Though Chesterton would argue that a distributist society would be most fully realized if it were based on a Catholic worldview, he would not insist upon that basis as essential for achieving such a society. In fact, he would argue that such a society is more congenial to the different religions than any other societal plan. Freedom of religion, as it now supposedly exists under a huge centralized government, actually needs to be “enforced” by that government. The result, as we have seen, is that religion has actually been stifled where the government watchdog is there to “guarantee” the freedom. But local-based governments (supported by local-based economies) are more conducive to religious freedom because people of the same religion would naturally gravitate together. The main reason that people of the same religion tend to scatter in our society and that people of different religions tend to mix uncomfortably is that our society is not based on the home. It is based on the opportunities outside the home. The better jobs are always elsewhere. It is not their religion that makes people chose a place to live; it is their job. It is convenience. It is not philosophy.

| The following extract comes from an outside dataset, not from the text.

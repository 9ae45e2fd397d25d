pub(crate) mod config;
pub(crate) mod flows;
pub(crate) mod job;
pub(crate) mod result;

Here the religious or spiritual community serves as the cultural glue for the people in a given locality who aspire to live the distributist ideal. A government-run program or plan is totally unnecessary for this to work. The only involvement with government would be the occasional necessity for the community to lobby local and municipal governments to ease up on any red tape or other cumbersome regulations which may hamper family and community-building and sustenance. Economics would be merely a matter of community members pooling resources and expertise together in order to accomplish common goals in a more efficient and socially-harmonious manner.
Distributism is an opt-in system. People who have no interest in anything related to distributism will of course always be free to have nothing to do with distributism; as long as we are blessed with a free society, people will be able to live their own lives in whatever lawful manner they see fit. In many ways distributism fulfills the libertarian ideal of independent, decentralized communities deciding their own fate and resisting coercion from distant, centralized and impersonal bureaucratic government authorities. The only real difference is that distributism avoids promoting the values of atomized individualism and treating people as soulless economic units. Again, distributist economics is mostly just a function of family and community maintenance; it's never an end unto itself.
A distributist economic network can easily be established in any typical urban, suburban or rural area. All it requires is a group of like-minded friends and acquaintances establishing a semi-formal trade network. A closed-access craigslist type of web page or app for swapping goods and skills would easily suffice as a beginner endeavor. Actually, these efforts already exist in many cities and towns across the US, but of course the way they are identified and publicized will vary according to differing ethical and ideological goals.